Held ( diss. Lord Young) that these averments were irrelevant to entitle the pursuer to have the discharge set aside, and that consequently the action must be dismissed.

North British Railway Co. v. Wood, 1891, 18 R. (H.L.) 27, commented on.

Held that where the deed to be executed and the notary's docquet are all on the same page, it is sufficient if the notary signs once at the end of the docquet, and that he does not also require to append his signature to the deed itself.

Headnote:

This was an action brought in the Sheriff Court at Edinburgh by Mrs Annie Morris or Mathieson, widow of the deceased William Mathieson, as an individual, and as tutor and administrator-in-law for his pupil children, against Hawthorns & Company, Limited, shipbuilders, Leith, in which the pursuer claimed damages for herself and her children, alternatively at common law and under the Employers Liability Act 1880, on account of the death of her husband.

The pursuer averred that on 13th May 1897, while working in the defenders' employment, her deceased husband was severely burned, and that on his being removed to Leith Hospital and examined, it was ascertained that the skin had been completely removed from his arms and hands, that he sustained a very severe shock to his nervous system, and suffered much from exhaustion; that he was never able to leave the hospital; and as the result of his injuries died there on 30th September 1897, and that his injuries were due to the fault of the defenders and of their foreman for whom they were responsible.

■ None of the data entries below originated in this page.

// Copyright 2023 Datafuse Labs.
//
// Licensed under the Apache License, Version 2.0 (the "License");
// you may not use this file except in compliance with the License.
// You may obtain a copy of the License at
//
//     http://www.apache.org/licenses/LICENSE-2.0
//
// Unless required by applicable law or agreed to in writing, software
// distributed under the License is distributed on an "AS IS" BASIS,
// WITHOUT WARRANTIES OR CONDITIONS OF ANY KIND, either express or implied.
// See the License for the specific language governing permissions and
// limitations under the License.

use jsonres::{parse_value, JsonKind, JsonValue, Number, Object, Value};
use serde_json::json;

fn object(json: serde_json::Value) -> Object {
    Value::from(json).into_object().unwrap()
}

fn test_classify(tests: Vec<(&str, JsonKind)>) {
    for (s, kind) in tests {
        let json = JsonValue::from_slice(s.as_bytes()).unwrap();
        assert_eq!(json.kind(), kind, "{s}");
    }
}

#[test]
fn test_from_slice_object() {
    let buf = br#"{"name": "jsonres", "tags": ["a", "b"], "n": 1.5}"#;
    let json = JsonValue::from_slice(buf).unwrap();
    assert!(json.is_object());
    assert_eq!(
        json.as_object(),
        &object(json!({"name": "jsonres", "tags": ["a", "b"], "n": 1.5}))
    );
    assert!(json.as_array().is_empty());
    assert_eq!(json.raw(), buf);
}

#[test]
fn test_from_slice_array_of_objects() {
    let buf = br#"[{"x": 1}, {"x": 2, "y": null}]"#;
    let json = JsonValue::from_slice(buf).unwrap();
    assert!(json.is_array());
    assert_eq!(
        json.as_array(),
        &[object(json!({"x": 1})), object(json!({"x": 2, "y": null}))]
    );
    assert!(json.as_object().is_empty());
    assert_eq!(json.raw(), buf);
}

#[test]
fn test_from_slice_none() {
    test_classify(vec![
        ("null", JsonKind::None),
        ("true", JsonKind::None),
        ("-12.5", JsonKind::None),
        (r#""text""#, JsonKind::None),
        ("[1, 2, 3]", JsonKind::None),
        (r#"[{"a": 1}, 2]"#, JsonKind::None),
        (r#"[{"a": 1}, [{"b": 2}]]"#, JsonKind::None),
        ("[null]", JsonKind::None),
    ]);

    let json = JsonValue::from_slice(b"[{}, 1]").unwrap();
    assert!(json.as_object().is_empty());
    assert!(json.as_array().is_empty());
}

#[test]
fn test_from_slice_empty_containers() {
    test_classify(vec![
        ("{}", JsonKind::Object),
        ("[]", JsonKind::Array),
        (" [ ] ", JsonKind::Array),
        (r#"[{}, {}]"#, JsonKind::Array),
    ]);
}

#[test]
fn test_from_slice_invalid() {
    let errors = vec!["", "   ", "{", r#"{"a" 1}"#, "[1,]", "{'a': 1}", "[] x", "NaN"];
    for s in errors {
        let res = JsonValue::from_slice(s.as_bytes());
        assert!(res.unwrap_err().is_decode(), "{s:?}");
    }
    assert!(JsonValue::from_slice(b"\"\xff\"").unwrap_err().is_decode());
}

#[test]
fn test_from_object_round_trip() {
    let body = object(json!({"a": 1, "b": [true, null], "c": {"d": "e"}}));
    let json = JsonValue::from_object(body.clone()).unwrap();
    assert!(json.is_object());
    assert_eq!(json.as_object(), &body);
    assert_eq!(json.raw(), br#"{"a":1,"b":[true,null],"c":{"d":"e"}}"#);
    assert_eq!(JsonValue::from_slice(json.raw()).unwrap(), json);
}

#[test]
fn test_from_array_round_trip() {
    let body = vec![object(json!({"x": 1})), object(json!({"x": -2}))];
    let json = JsonValue::from_array(body.clone()).unwrap();
    assert!(json.is_array());
    assert_eq!(json.as_array(), body.as_slice());
    assert_eq!(json.raw(), br#"[{"x":1},{"x":-2}]"#);

    let json = JsonValue::from_array(vec![]).unwrap();
    assert!(json.is_array());
    assert_eq!(json.raw(), b"[]");
}

#[test]
fn test_random_round_trip() {
    for _ in 0..64 {
        let body = Value::rand_object();
        let json = JsonValue::from_object(body.clone()).unwrap();
        assert_eq!(json.as_object(), &body);
        assert_eq!(JsonValue::from_slice(json.raw()).unwrap(), json);

        let body = vec![Value::rand_object(), Value::rand_object()];
        let json = JsonValue::from_array(body.clone()).unwrap();
        assert_eq!(json.as_array(), body.as_slice());
        assert_eq!(JsonValue::from_slice(json.raw()).unwrap(), json);
    }
}

#[test]
fn test_float_round_trip() {
    let floats: [f64; 5] = [30549.149352980818, 112155.1070256302, 0.1, 1.7976931348623157e308, 5e-324];
    for f in floats {
        let mut body = Object::new();
        body.insert("f".to_string(), Value::from(f));
        let json = JsonValue::from_object(body.clone()).unwrap();
        let decoded = JsonValue::from_slice(json.raw()).unwrap();
        assert_eq!(decoded.as_object(), &body, "{f}");
        assert!(matches!(
            decoded.as_object()["f"],
            Value::Number(Number::Float64(v)) if v.to_bits() == f.to_bits()
        ));
    }

    let json = JsonValue::from_slice(br#"{"f": 30549.149352980818}"#).unwrap();
    assert_eq!(json.as_object()["f"].as_f64(), Some(30549.149352980818));
}

#[test]
fn test_equality_beyond_f64_precision() {
    let odd = JsonValue::from_slice(br#"{"id":9007199254740993}"#).unwrap();
    let float = JsonValue::from_slice(br#"{"id":9007199254740992.0}"#).unwrap();
    let even = JsonValue::from_slice(br#"{"id":9007199254740992}"#).unwrap();
    assert_eq!(float, even);
    assert_ne!(odd, float);
    assert_ne!(odd, even);
}

#[test]
fn test_encode_failure_is_an_error() {
    let mut body = Object::new();
    body.insert("nan".to_string(), Value::Number(Number::Float64(f64::NAN)));
    assert!(JsonValue::from_object(body.clone()).unwrap_err().is_encode());
    assert!(JsonValue::from_array(vec![body]).unwrap_err().is_encode());

    let mut body = Object::new();
    body.insert(
        "deep".to_string(),
        Value::Array(vec![Value::Number(Number::Float64(f64::INFINITY))]),
    );
    assert!(JsonValue::from_object(body).unwrap_err().is_encode());
}

#[test]
fn test_structural_equality() {
    let decoded = JsonValue::from_slice(br#"{"a":1}"#).unwrap();
    let built = JsonValue::from_object(object(json!({"a": 1}))).unwrap();
    assert_eq!(decoded, built);

    // formatting and key order of the raw text do not matter
    let spaced = JsonValue::from_slice(b"{ \"b\": 2,\n  \"a\": 1.0 }").unwrap();
    let compact = JsonValue::from_slice(br#"{"a":1,"b":2}"#).unwrap();
    assert_eq!(spaced, compact);

    assert_ne!(
        JsonValue::from_slice(br#"{"a":1}"#).unwrap(),
        JsonValue::from_slice(br#"{"a":"1"}"#).unwrap()
    );
}

#[test]
fn test_empty_variants_are_not_equal() {
    // None, {} and [] all expose two empty views, but they are different values
    let none = JsonValue::from_slice(b"42").unwrap();
    let object = JsonValue::from_slice(b"{}").unwrap();
    let array = JsonValue::from_slice(b"[]").unwrap();

    assert!(none.as_object().is_empty() && none.as_array().is_empty());
    assert!(object.as_object().is_empty() && object.as_array().is_empty());
    assert!(array.as_object().is_empty() && array.as_array().is_empty());

    assert_ne!(none, object);
    assert_ne!(none, array);
    assert_ne!(object, array);
    assert_eq!(none, JsonValue::None);
    assert_eq!(none, JsonValue::default());
}

#[test]
fn test_conversions() {
    let json: JsonValue = r#"[{"k": "v"}]"#.parse().unwrap();
    assert_eq!(json.to_string(), r#"[{"k": "v"}]"#);
    assert_eq!(
        Value::from(json.clone()),
        parse_value(br#"[{"k": "v"}]"#).unwrap()
    );

    let from_vec = JsonValue::try_from(br#"{"k": "v"}"#.to_vec()).unwrap();
    let from_slice = JsonValue::try_from(&br#"{"k":"v"}"#[..]).unwrap();
    assert_eq!(from_vec, from_slice);
    assert!("{".parse::<JsonValue>().is_err());
}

The defenders denied that the pursuer's injuries were due to their fault, or the fault of anyone for whom they were responsible, but in addition founded upon a certain document produced as a discharge of any claims which might have ever existed against them. This document was in the following terms:—“Received of Messrs Hawthorns and Company, Limited, this ninth day of July 1897, the sum of Twenty-five pounds and four shillings in full satisfaction and discharge of all claims accrued or to accrue in respect of all injuries or injurious results, direct or indirect, arising or to arise from an accident sustained by me on or about the thirteenth day of May last while in the employment of the above.

Penny Stamp.

“£25: 4: 0 Annie Mathieson.

Witness—Geo. Johnston,

60 Cornhill Terrace, Leith, Bookkeeper. Witness—John Mackie, Clerk,

8 Pitt Street, Leith.

By authority of William Mathieson, 13 Abbey Strand, Edinburgh, who declares that he cannot write on account of sickness and bodily weakness, I, George Paterson Galloway, notary-public, Leith, subscribe these presents for him, he having authorised me for that purpose, and the same having been previously read over to him, all in presence of the witnesses afternamed and designed, who subscribe this docquet in testimony of their having heard authority given to me as aforesaid, and heard those presents read over to the said William Mathieson. Geo. P. Galloway,

Notary-Public

N. Armstrong, Nurse, Leith Hospital, witness.

W. Morrison Milne, Resident Surgeon, Leith Hospital, witness.”

This document had been adjudged duly stamped.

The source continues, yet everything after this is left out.